Other bands that played Crash 'n' Burn, included The Curse and The B Girls; The Poles; The Viletones; The Dishes; and The Dead Boys.

In 1977, Ross McLaren made the experimental film called "Crash 'n' Burn" shot in and named after the club. The film, shot on 16mm black-and-white stock, features punk rock performances by the Dead Boys, Teenage Head, The Boyfriends, and the Diodes. Village Voice critic Ed Halter called the film a "self-destructive document of Toronto's eponymous punk club."

The short-lived energy of the venue ended in September 1977, when CEAC closed Crash 'n' Burn forever. Later in 1977, the basement of CEAC was transformed into The Funnel Experimental Film Theatre's headquarters.

== Tours and exhibitions ==
CEAC's first exhibition, presented in January 1976, was entitled Body Art. The exhibition investigated the body's architecture, transmutation, and social behaviour. Featured artists included Suzy Lake, Darryl Tonkin, Lily Eng and Peter Dudar, amongst others. The exhibition was influenced in part by the Vienna School and Hermann Nitsch. It established a platform for performance and non-objective art, which countered present strategies of appropriation and parody then promoted by the art-collective General Idea, also operating in Toronto during that time.

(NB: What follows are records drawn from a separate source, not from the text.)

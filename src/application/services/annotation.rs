//! Annotation emission service
//!
//! Attaches CV terms, curation history, SBO terms and notes to the nodes of
//! a document, and drives a whole bundle into an [`InMemoryDocument`].

use std::collections::{HashMap, HashSet};
use std::sync::Arc;

use chrono::NaiveDateTime;
use indexmap::IndexMap;
use tracing::{debug, info, instrument, warn};

use super::bundle::LoadedBundle;
use super::notes::NotesService;
use crate::application::ApplicationResult;
use crate::config::Settings;
use crate::domain::provenance::provenance_fragment;
use crate::domain::{CvTerm, EntityKind, Event, History, PhysicalEntity, Qualifier};
use crate::infrastructure::document::InMemoryDocument;
use crate::infrastructure::traits::DocumentBuilder;

/// Node receiving model-level notes and provenance.
pub const MODEL_NODE: &str = "model";

/// Largest valid SBO term number.
pub const SBO_TERM_MAX: i64 = 9_999_999;

/// SBO:0000176, biochemical reaction
pub const SBO_BIOCHEMICAL_REACTION: i64 = 176;

/// SBO:0000019, modifier
pub const SBO_MODIFIER: i64 = 19;

/// Node id built from a prefix and a stable id; SBML ids allow only
/// letters, digits and underscores.
pub fn node_id(prefix: &str, st_id: &str) -> String {
    let suffix: String = st_id
        .chars()
        .map(|c| if c.is_ascii_alphanumeric() { c } else { '_' })
        .collect();
    format!("{}_{}", prefix, suffix)
}

/// Node ids handed out during one annotation run.
///
/// Distinct stable ids can map to the same node id (`R-HSA-1` and
/// `R_HSA_1`); such a collision is logged and counted, and the node is
/// shared.
#[derive(Debug, Default)]
pub struct NodeIds {
    owners: HashMap<String, String>,
    collisions: usize,
}

impl NodeIds {
    pub fn new() -> Self {
        Self::default()
    }

    /// Node id for `st_id` under `prefix`, remembering who claimed it first.
    pub fn claim(&mut self, prefix: &str, st_id: &str) -> String {
        let id = node_id(prefix, st_id);
        match self.owners.get(&id) {
            Some(owner) if owner != st_id => {
                warn!("node id {} used for both {} and {}", id, owner, st_id);
                self.collisions += 1;
            }
            Some(_) => {}
            None => {
                self.owners.insert(id.clone(), st_id.to_string());
            }
        }
        id
    }

    pub fn collisions(&self) -> usize {
        self.collisions
    }
}

/// Service attaching annotations to document nodes.
pub struct AnnotationService {
    settings: Arc<Settings>,
    notes: NotesService,
}

impl AnnotationService {
    pub fn new(settings: Arc<Settings>) -> Self {
        let notes = NotesService::new(Arc::clone(&settings));
        Self { settings, notes }
    }

    pub fn notes(&self) -> &NotesService {
        &self.notes
    }

    fn add_term(
        doc: &mut dyn DocumentBuilder,
        node: &str,
        qualifier: Qualifier,
        uris: Vec<String>,
    ) {
        if let Some(term) = CvTerm::new(qualifier, uris) {
            doc.add_cv_term(node, term);
        }
    }

    fn reactome_urls<'a, I>(&self, st_ids: I) -> Vec<String>
    where
        I: IntoIterator<Item = &'a String>,
    {
        st_ids
            .into_iter()
            .map(|st_id| self.settings.reactome_url(st_id))
            .collect()
    }

    /// CV terms of a species node.
    ///
    /// `participant_urls` are the external references collected for the
    /// participant; aggregates list them as parts, everything else as
    /// identities next to the Reactome entry.
    pub fn species_cv_terms(
        &self,
        doc: &mut dyn DocumentBuilder,
        node: &str,
        entity: &PhysicalEntity,
        participant_urls: &[String],
    ) {
        Self::add_term(doc, node, Qualifier::BqbIsDescribedBy, entity.literature_urls());

        let own = self.settings.reactome_url(&entity.st_id);
        if entity.kind.is_aggregate() {
            Self::add_term(doc, node, Qualifier::BqbIs, vec![own]);
            Self::add_term(doc, node, Qualifier::BqbHasPart, participant_urls.to_vec());
        } else {
            let mut identities = participant_urls.to_vec();
            identities.push(own);
            Self::add_term(doc, node, Qualifier::BqbIs, identities);

            if entity.kind == EntityKind::EntityWithAccessionedSequence {
                let psi_mods = entity
                    .modified_residues
                    .iter()
                    .filter_map(|residue| residue.psi_mod_url.clone())
                    .collect();
                Self::add_term(doc, node, Qualifier::BqbHasVersion, psi_mods);
            }
        }

        let homologs = self.reactome_urls(entity.inferred_to.iter().chain(&entity.inferred_from));
        Self::add_term(doc, node, Qualifier::BqbIsHomologTo, homologs);
    }

    /// CV terms of a reaction node.
    pub fn reaction_cv_terms(&self, doc: &mut dyn DocumentBuilder, node: &str, event: &Event) {
        let own = self.settings.reactome_url(&event.st_id);
        Self::add_term(doc, node, Qualifier::BqbIs, vec![own]);
        Self::add_term(doc, node, Qualifier::BqbIs, event.go_terms.clone());
        Self::add_term(doc, node, Qualifier::BqbIs, event.ec_numbers.clone());
        Self::add_term(doc, node, Qualifier::BqbIsDescribedBy, event.literature_urls());
        Self::add_term(doc, node, Qualifier::BqbOccursIn, event.diseases.clone());
        Self::add_term(doc, node, Qualifier::BqmHasInstance, event.cross_references.clone());
    }

    /// History, summation notes and identity terms of an event.
    ///
    /// Orphan reactions have no event; nothing is attached then.
    pub fn event_annotations(
        &self,
        doc: &mut dyn DocumentBuilder,
        node: &str,
        event: Option<&Event>,
    ) {
        let Some(event) = event else {
            return;
        };

        let mut history = History::new();
        if let Some(created) = &event.created {
            history.record_created(created);
        }
        if let Some(modified) = &event.modified {
            history.record_modified(modified);
        }
        for edit in event.authored.iter().chain(event.revised.iter()) {
            history.record_modified(edit);
        }
        if !history.is_empty() {
            doc.set_history(node, history);
        }

        self.notes.pathway_notes(doc, node, event);

        let mut identities = vec![self.settings.reactome_url(&event.st_id)];
        identities.extend(event.go_biological_process.clone());
        Self::add_term(doc, node, Qualifier::BqbIs, identities);
        Self::add_term(doc, node, Qualifier::BqbIsDescribedBy, event.literature_urls());
    }

    /// Set the SBO term when it is a valid term number; returns whether it was set.
    pub fn sbo_term(&self, doc: &mut dyn DocumentBuilder, node: &str, term: i64) -> bool {
        match u32::try_from(term) {
            Ok(valid) if term <= SBO_TERM_MAX => {
                doc.set_sbo_term(node, valid);
                true
            }
            _ => {
                debug!("ignoring out of range SBO term {} for {}", term, node);
                false
            }
        }
    }

    /// Attach the provenance block to `node`.
    ///
    /// Template inputs are controlled by the converter; a parse failure is
    /// still only logged.
    pub fn provenance(
        &self,
        doc: &mut dyn DocumentBuilder,
        node: &str,
        db_version: u32,
        generated_on: NaiveDateTime,
    ) -> bool {
        match provenance_fragment(db_version, generated_on, &self.settings.jsbml_version) {
            Ok(fragment) => {
                doc.append_notes(node, fragment);
                true
            }
            Err(err) => {
                warn!("skipping provenance for {}: {}", node, err);
                false
            }
        }
    }

    /// Annotate every node reachable from the bundle.
    ///
    /// Per-entity problems (unknown participants, malformed notes) are
    /// logged and skipped; the document is always produced.
    #[instrument(level = "debug", skip_all)]
    pub fn annotate_bundle(
        &self,
        loaded: &LoadedBundle,
        generated_on: NaiveDateTime,
    ) -> ApplicationResult<InMemoryDocument> {
        let bundle = &loaded.bundle;
        let graph = &loaded.graph;
        let mut doc = InMemoryDocument::new();

        self.provenance(&mut doc, MODEL_NODE, bundle.db_version, generated_on);
        match &bundle.pathway {
            Some(pathway) => self.event_annotations(&mut doc, MODEL_NODE, Some(pathway)),
            None => {
                self.notes.event_list_notes(&mut doc, MODEL_NODE, &bundle.events);
            }
        }

        let mut node_ids = NodeIds::new();
        let mut species_done: HashSet<&str> = HashSet::new();
        for event in &bundle.events {
            let reaction = node_ids.claim("reaction", &event.st_id);
            self.sbo_term(&mut doc, &reaction, SBO_BIOCHEMICAL_REACTION);
            self.reaction_cv_terms(&mut doc, &reaction, event);
            self.event_annotations(&mut doc, &reaction, Some(event));

            let mut references: IndexMap<String, u32> = IndexMap::new();
            for participant in &event.participants {
                let Some(idx) = graph.lookup(&participant.entity) else {
                    warn!(
                        "event {} references unknown entity {}; skipped",
                        event.st_id, participant.entity
                    );
                    continue;
                };
                let Some(entity) = graph.get(idx) else {
                    continue;
                };
                let species = node_ids.claim("species", &entity.st_id);
                let reference = format!("{}_{}", node_id("participant", &event.st_id), species);
                *references.entry(reference).or_insert(0) += participant.stoichiometry;

                if !species_done.insert(entity.st_id.as_str()) {
                    continue;
                }
                self.notes.species_notes(
                    &mut doc,
                    &species,
                    graph,
                    idx,
                    participant.explanation.as_deref(),
                );
                self.species_cv_terms(&mut doc, &species, entity, &participant.urls);
            }
            for (reference, stoichiometry) in &references {
                doc.set_stoichiometry(reference, *stoichiometry);
            }

            for regulation in &event.regulations {
                let modifier = format!(
                    "{}_{}",
                    node_id("modifier", &event.st_id),
                    node_id("species", &regulation.regulator)
                );
                self.sbo_term(&mut doc, &modifier, SBO_MODIFIER);
                self.notes.species_reference_notes(&mut doc, &modifier, regulation);
            }
        }

        if node_ids.collisions() > 0 {
            warn!(
                "{} node id collision(s); colliding entities share a node",
                node_ids.collisions()
            );
        }
        info!(
            "annotated {} node(s) from {} event(s)",
            doc.len(),
            bundle.events.len()
        );
        Ok(doc)
    }
}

Bound, Bent and Determined, a performance series organized by Bruce Eves, elaborated on the theme of sado-masochism taken up by Body Art.. Featured artists included: Wendy Knox-Leet, Ron Gillespie, Heather MacDonald, Darryl Tonkin, Blast-Bloom, Bruce Eves, Andy Fabo and Paul Dempsey

CEAC began to promote art in New York and on the European continent in 1976. CEAC highlighted the work of the Missing Associates, Ron Gillespie, and made their initial connections with the Polish contextual artists, the “action” school of performance, and Reindeer Werk.

CEAC's second European tour was in May 1977. Taking part in discussions held in Paris by the Sociological Art Collective and in Poland by the contextual art movement, the CEAC group also presented collaborative performances in various art venues, asserting the importance of performance as a means to break down audience/performer barriers. In one seminar/performance, Bruce Eves, Amerigo Marras, Diane Boadway, and Suber Corley placed themselves in the four corners of a gallery, taking turns reading from a text, and speaking in turns into a microphone for fifteen seconds at a time. The text consisted of “seventy statements proposing an antithetical stance to dominant ideology rather than alternative positions that could be reappropriated by the cultural hegemony”.

Throughout its few years of operation, CEAC collaborated and exhibited with a multitude of artists, such as Sarah Charlesworth, Joseph Kosuth, Anthony McCall, Dennis Oppenheim, Martha Rosler, Carolee Schneeman, and Lawrence Weiner, and had organized concerts by Philip Glass and Steve Reich.